• _DATA FOR THE TASK_
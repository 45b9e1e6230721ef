//! Agent System
//!
//! An [`Agent`] is one named remote model identity: a name, a free-text specialty that is
//! embedded into discussion prompts, an [`InvocationMode`], and exactly one
//! [`ClientWrapper`] endpoint.
//!
//! Agents are built once at process start and shared read-only (`Arc<Agent>`) by the
//! secretary and the discussion group. Invoking one never mutates it.
//!
//! # Soft failures
//!
//! [`Agent::invoke`] never returns an error. A failed remote call comes back as an
//! [`AgentReply`] whose `outcome` is `Err(RemoteCallError)`; [`AgentReply::text`] renders it as
//! `"<agent-name> invocation failed: <cause>"`, which is what lands in transcripts. Both
//! outcomes are written to the interaction log the same way.
//!
//! # Example
//!
//! ```rust,no_run
//! use aichat::Agent;
//! use aichat::clients::openai::OpenAIClient;
//! use std::sync::Arc;
//! use std::time::Duration;
//!
//! # async {
//! let agent = Agent::new(
//!     "OpenAI-o3-mini",
//!     "coding and logical reasoning",
//!     Arc::new(OpenAIClient::new_with_model_string("key", "o3-mini")),
//! )
//! .with_timeout(Duration::from_secs(60));
//!
//! let reply = agent.invoke("How should we shard this table?").await;
//! println!("{}", reply.text());
//! # };
//! ```

use crate::client_wrapper::{ClientWrapper, Message, RemoteCallError};
use crate::event::{AgentEvent, EventHandler};
use crate::interaction_log::{InteractionLogger, InteractionRecord, NoopInteractionLog};
use std::sync::Arc;
use std::time::{Duration, Instant};

/// Default per-call timeout for remote invocations.
pub const DEFAULT_REMOTE_TIMEOUT: Duration = Duration::from_secs(120);

/// How a discussion round schedules an agent.
#[derive(Debug, Clone, Copy, PartialEq, Eq)]
pub enum InvocationMode {
    /// Awaited in place, one after another, inside the round.
    Sequential,
    /// Spawned onto the runtime so it overlaps with every other agent in the round.
    Concurrent,
}

/// Outcome of one invocation, tagged so callers can tell failure from content without
/// string matching.
#[derive(Debug, Clone, PartialEq)]
pub struct AgentReply {
    pub agent_name: String,
    pub outcome: Result<String, RemoteCallError>,
}

impl AgentReply {
    pub fn answered(agent_name: impl Into<String>, text: impl Into<String>) -> Self {
        Self {
            agent_name: agent_name.into(),
            outcome: Ok(text.into()),
        }
    }

    pub fn failed(agent_name: impl Into<String>, cause: RemoteCallError) -> Self {
        Self {
            agent_name: agent_name.into(),
            outcome: Err(cause),
        }
    }

    /// The externally observable text: the answer, or the soft-failure sentence.
    pub fn text(&self) -> String {
        match &self.outcome {
            Ok(text) => text.clone(),
            Err(cause) => format!("{} invocation failed: {}", self.agent_name, cause),
        }
    }

    pub fn is_failure(&self) -> bool {
        self.outcome.is_err()
    }

    pub fn failure(&self) -> Option<&RemoteCallError> {
        self.outcome.as_ref().err()
    }
}

/// A named model identity bound to a single remote endpoint.
pub struct Agent {
    /// Unique name, used in prompts, transcripts and logs.
    pub name: String,
    /// Free-form description of the agent's strengths, embedded into discussion prompts.
    pub specialty: String,
    pub mode: InvocationMode,
    client: Arc<dyn ClientWrapper>,
    timeout: Duration,
    interaction_log: Arc<dyn InteractionLogger>,
    event_handler: Option<Arc<dyn EventHandler>>,
}

impl Agent {
    /// Create a concurrent-mode agent with the default timeout and no interaction log.
    pub fn new(
        name: impl Into<String>,
        specialty: impl Into<String>,
        client: Arc<dyn ClientWrapper>,
    ) -> Self {
        Self {
            name: name.into(),
            specialty: specialty.into(),
            mode: InvocationMode::Concurrent,
            client,
            timeout: DEFAULT_REMOTE_TIMEOUT,
            interaction_log: Arc::new(NoopInteractionLog),
            event_handler: None,
        }
    }

    pub fn with_mode(mut self, mode: InvocationMode) -> Self {
        self.mode = mode;
        self
    }

    pub fn with_timeout(mut self, timeout: Duration) -> Self {
        self.timeout = timeout;
        self
    }

    pub fn with_interaction_log(mut self, log: Arc<dyn InteractionLogger>) -> Self {
        self.interaction_log = log;
        self
    }

    pub fn with_event_handler(mut self, handler: Arc<dyn EventHandler>) -> Self {
        self.event_handler = Some(handler);
        self
    }

    pub fn client(&self) -> &Arc<dyn ClientWrapper> {
        &self.client
    }

    pub fn model_name(&self) -> &str {
        self.client.model_name()
    }

    pub fn timeout(&self) -> Duration {
        self.timeout
    }

    async fn emit(&self, event: AgentEvent) {
        if let Some(handler) = &self.event_handler {
            handler.on_agent_event(&event).await;
        }
    }

    /// Send `prompt` as a single user message and wait for the reply.
    ///
    /// Safe to run concurrently with other invocations of this or any other agent.
    /// Never fails: transport errors, provider errors and timeouts all come back as a
    /// failed [`AgentReply`].
    pub async fn invoke(&self, prompt: &str) -> AgentReply {
        let started = Instant::now();
        self.emit(AgentEvent::InvocationStarted {
            agent_name: self.name.clone(),
            prompt_preview: preview(prompt, 120),
        })
        .await;

        let messages = [Message::user(prompt)];
        let outcome =
            match tokio::time::timeout(self.timeout, self.client.send_message(&messages)).await {
                Ok(Ok(reply)) => Ok(reply.content),
                Ok(Err(e)) => Err(e),
                Err(_) => Err(RemoteCallError::Timeout(self.timeout)),
            };
        let reply = AgentReply {
            agent_name: self.name.clone(),
            outcome,
        };
        let elapsed_ms = started.elapsed().as_millis() as u64;

        let text = reply.text();
        self.interaction_log
            .append(&InteractionRecord::now(prompt, self.name.as_str(), text.as_str()));

        match &reply.outcome {
            Ok(content) => {
                log::debug!(
                    "agent {} ({}) answered in {}ms ({} chars)",
                    self.name,
                    self.model_name(),
                    elapsed_ms,
                    content.len()
                );
                self.emit(AgentEvent::InvocationCompleted {
                    agent_name: self.name.clone(),
                    response_length: content.len(),
                    elapsed_ms,
                })
                .await;
            }
            Err(cause) => {
                log::warn!("{}", text);
                self.emit(AgentEvent::InvocationFailed {
                    agent_name: self.name.clone(),
                    error: cause.to_string(),
                    elapsed_ms,
                })
                .await;
            }
        }

        reply
    }

    /// Blocking form of [`Agent::invoke`] for callers that are not running inside an async
    /// runtime (for example a synchronous UI thread).
    ///
    /// Drives the call on a private current-thread runtime. Calling this from within a tokio
    /// runtime panics, as any nested `block_on` would; use [`Agent::invoke`] there.
    pub fn invoke_blocking(&self, prompt: &str) -> AgentReply {
        match tokio::runtime::Builder::new_current_thread()
            .enable_all()
            .build()
        {
            Ok(runtime) => runtime.block_on(self.invoke(prompt)),
            Err(e) => {
                let reply = AgentReply::failed(
                    self.name.as_str(),
                    RemoteCallError::Transport(format!("could not start runtime: {}", e)),
                );
                self.interaction_log.append(&InteractionRecord::now(
                    prompt,
                    self.name.as_str(),
                    reply.text(),
                ));
                reply
            }
        }
    }
}

/// First `max_chars` characters of `text`, cut on a char boundary.
pub(crate) fn preview(text: &str, max_chars: usize) -> String {
    match text.char_indices().nth(max_chars) {
        Some((end, _)) => text[..end].to_string(),
        None => text.to_string(),
    }
}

• _REQUIRED WORK_
Output every record above exactly as it appears.

• _ANSWER BOX_
repository 45b9e1e6230721ef
//! Agent System
//!
//! An [`Agent`] is one named remote model identity: a name, a free-text specialty that is
//! embedded into discussion prompts, an [`InvocationMode`], and exactly one
//! [`ClientWrapper`] endpoint.
//!
//! Agents are built once at process start and shared read-only (`Arc<Agent>`) by the
//! secretary and the discussion group. Invoking one never mutates it.
//!
//! # Soft failures
//!
//! [`Agent::invoke`] never returns an error. A failed remote call comes back as an
//! [`AgentReply`] whose `outcome` is `Err(RemoteCallError)`; [`AgentReply::text`] renders it as
//! `"<agent-name> invocation failed: <cause>"`, which is what lands in transcripts. Both
//! outcomes are written to the interaction log the same way.
//!
//! # Example
//!
//! ```rust,no_run
//! use aichat::Agent;
//! use aichat::clients::openai::OpenAIClient;
//! use std::sync::Arc;
//! use std::time::Duration;
//!
//! # async {
//! let agent = Agent::new(
//!     "OpenAI-o3-mini",
//!     "coding and logical reasoning",
//!     Arc::new(OpenAIClient::new_with_model_string("key", "o3-mini")),
//! )
//! .with_timeout(Duration::from_secs(60));
//!
//! let reply = agent.invoke("How should we shard this table?").await;
//! println!("{}", reply.text());
//! # };
//! ```

use crate::client_wrapper::{ClientWrapper, Message, RemoteCallError};
use crate::event::{AgentEvent, EventHandler};
use crate::interaction_log::{InteractionLogger, InteractionRecord, NoopInteractionLog};
use std::sync::Arc;
use std::time::{Duration, Instant};

/// Default per-call timeout for remote invocations.
pub const DEFAULT_REMOTE_TIMEOUT: Duration = Duration::from_secs(120);

/// How a discussion round schedules an agent.
#[derive(Debug, Clone, Copy, PartialEq, Eq)]
pub enum InvocationMode {
    /// Awaited in place, one after another, inside the round.
    Sequential,
    /// Spawned onto the runtime so it overlaps with every other agent in the round.
    Concurrent,
}

/// Outcome of one invocation, tagged so callers can tell failure from content without
/// string matching.
#[derive(Debug, Clone, PartialEq)]
pub struct AgentReply {
    pub agent_name: String,
    pub outcome: Result<String, RemoteCallError>,
}

impl AgentReply {
    pub fn answered(agent_name: impl Into<String>, text: impl Into<String>) -> Self {
        Self {
            agent_name: agent_name.into(),
            outcome: Ok(text.into()),
        }
    }

    pub fn failed(agent_name: impl Into<String>, cause: RemoteCallError) -> Self {
        Self {
            agent_name: agent_name.into(),
            outcome: Err(cause),
        }
    }

    /// The externally observable text: the answer, or the soft-failure sentence.
    pub fn text(&self) -> String {
        match &self.outcome {
            Ok(text) => text.clone(),
            Err(cause) => format!("{} invocation failed: {}", self.agent_name, cause),
        }
    }

    pub fn is_failure(&self) -> bool {
        self.outcome.is_err()
    }

    pub fn failure(&self) -> Option<&RemoteCallError> {
        self.outcome.as_ref().err()
    }
}

/// A named model identity bound to a single remote endpoint.
pub struct Agent {
    /// Unique name, used in prompts, transcripts and logs.
    pub name: String,
    /// Free-form description of the agent's strengths, embedded into discussion prompts.
    pub specialty: String,
    pub mode: InvocationMode,
    client: Arc<dyn ClientWrapper>,
    timeout: Duration,
    interaction_log: Arc<dyn InteractionLogger>,
    event_handler: Option<Arc<dyn EventHandler>>,
}

impl Agent {
    /// Create a concurrent-mode agent with the default timeout and no interaction log.
    pub fn new(
        name: impl Into<String>,
        specialty: impl Into<String>,
        client: Arc<dyn ClientWrapper>,
    ) -> Self {
        Self {
            name: name.into(),
            specialty: specialty.into(),
            mode: InvocationMode::Concurrent,
            client,
            timeout: DEFAULT_REMOTE_TIMEOUT,
            interaction_log: Arc::new(NoopInteractionLog),
            event_handler: None,
        }
    }

    pub fn with_mode(mut self, mode: InvocationMode) -> Self {
        self.mode = mode;
        self
    }

    pub fn with_timeout(mut self, timeout: Duration) -> Self {
        self.timeout = timeout;
        self
    }

    pub fn with_interaction_log(mut self, log: Arc<dyn InteractionLogger>) -> Self {
        self.interaction_log = log;
        self
    }

    pub fn with_event_handler(mut self, handler: Arc<dyn EventHandler>) -> Self {
        self.event_handler = Some(handler);
        self
    }

    pub fn client(&self) -> &Arc<dyn ClientWrapper> {
        &self.client
    }

    pub fn model_name(&self) -> &str {
        self.client.model_name()
    }

    pub fn timeout(&self) -> Duration {
        self.timeout
    }

    async fn emit(&self, event: AgentEvent) {
        if let Some(handler) = &self.event_handler {
            handler.on_agent_event(&event).await;
        }
    }

    /// Send `prompt` as a single user message and wait for the reply.
    ///
    /// Safe to run concurrently with other invocations of this or any other agent.
    /// Never fails: transport errors, provider errors and timeouts all come back as a
    /// failed [`AgentReply`].
    pub async fn invoke(&self, prompt: &str) -> AgentReply {
        let started = Instant::now();
        self.emit(AgentEvent::InvocationStarted {
            agent_name: self.name.clone(),
            prompt_preview: preview(prompt, 120),
        })
        .await;

        let messages = [Message::user(prompt)];
        let outcome =
            match tokio::time::timeout(self.timeout, self.client.send_message(&messages)).await {
                Ok(Ok(reply)) => Ok(reply.content),
                Ok(Err(e)) => Err(e),
                Err(_) => Err(RemoteCallError::Timeout(self.timeout)),
            };
        let reply = AgentReply {
            agent_name: self.name.clone(),
            outcome,
        };
        let elapsed_ms = started.elapsed().as_millis() as u64;

        let text = reply.text();
        self.interaction_log
            .append(&InteractionRecord::now(prompt, self.name.as_str(), text.as_str()));

        match &reply.outcome {
            Ok(content) => {
                log::debug!(
                    "agent {} ({}) answered in {}ms ({} chars)",
                    self.name,
                    self.model_name(),
                    elapsed_ms,
                    content.len()
                );
                self.emit(AgentEvent::InvocationCompleted {
                    agent_name: self.name.clone(),
                    response_length: content.len(),
                    elapsed_ms,
                })
                .await;
            }
            Err(cause) => {
                log::warn!("{}", text);
                self.emit(AgentEvent::InvocationFailed {
                    agent_name: self.name.clone(),
                    error: cause.to_string(),
                    elapsed_ms,
                })
                .await;
            }
        }

        reply
    }

    /// Blocking form of [`Agent::invoke`] for callers that are not running inside an async
    /// runtime (for example a synchronous UI thread).
    ///
    /// Drives the call on a private current-thread runtime. Calling this from within a tokio
    /// runtime panics, as any nested `block_on` would; use [`Agent::invoke`] there.
    pub fn invoke_blocking(&self, prompt: &str) -> AgentReply {
        match tokio::runtime::Builder::new_current_thread()
            .enable_all()
            .build()
        {
            Ok(runtime) => runtime.block_on(self.invoke(prompt)),
            Err(e) => {
                let reply = AgentReply::failed(
                    self.name.as_str(),
                    RemoteCallError::Transport(format!("could not start runtime: {}", e)),
                );
                self.interaction_log.append(&InteractionRecord::now(
                    prompt,
                    self.name.as_str(),
                    reply.text(),
                ));
                reply
            }
        }
    }
}

/// First `max_chars` characters of `text`, cut on a char boundary.
pub(crate) fn preview(text: &str, max_chars: usize) -> String {
    match text.char_indices().nth(max_chars) {
        Some((end, _)) => text[..end].to_string(),
        None => text.to_string(),
    }
}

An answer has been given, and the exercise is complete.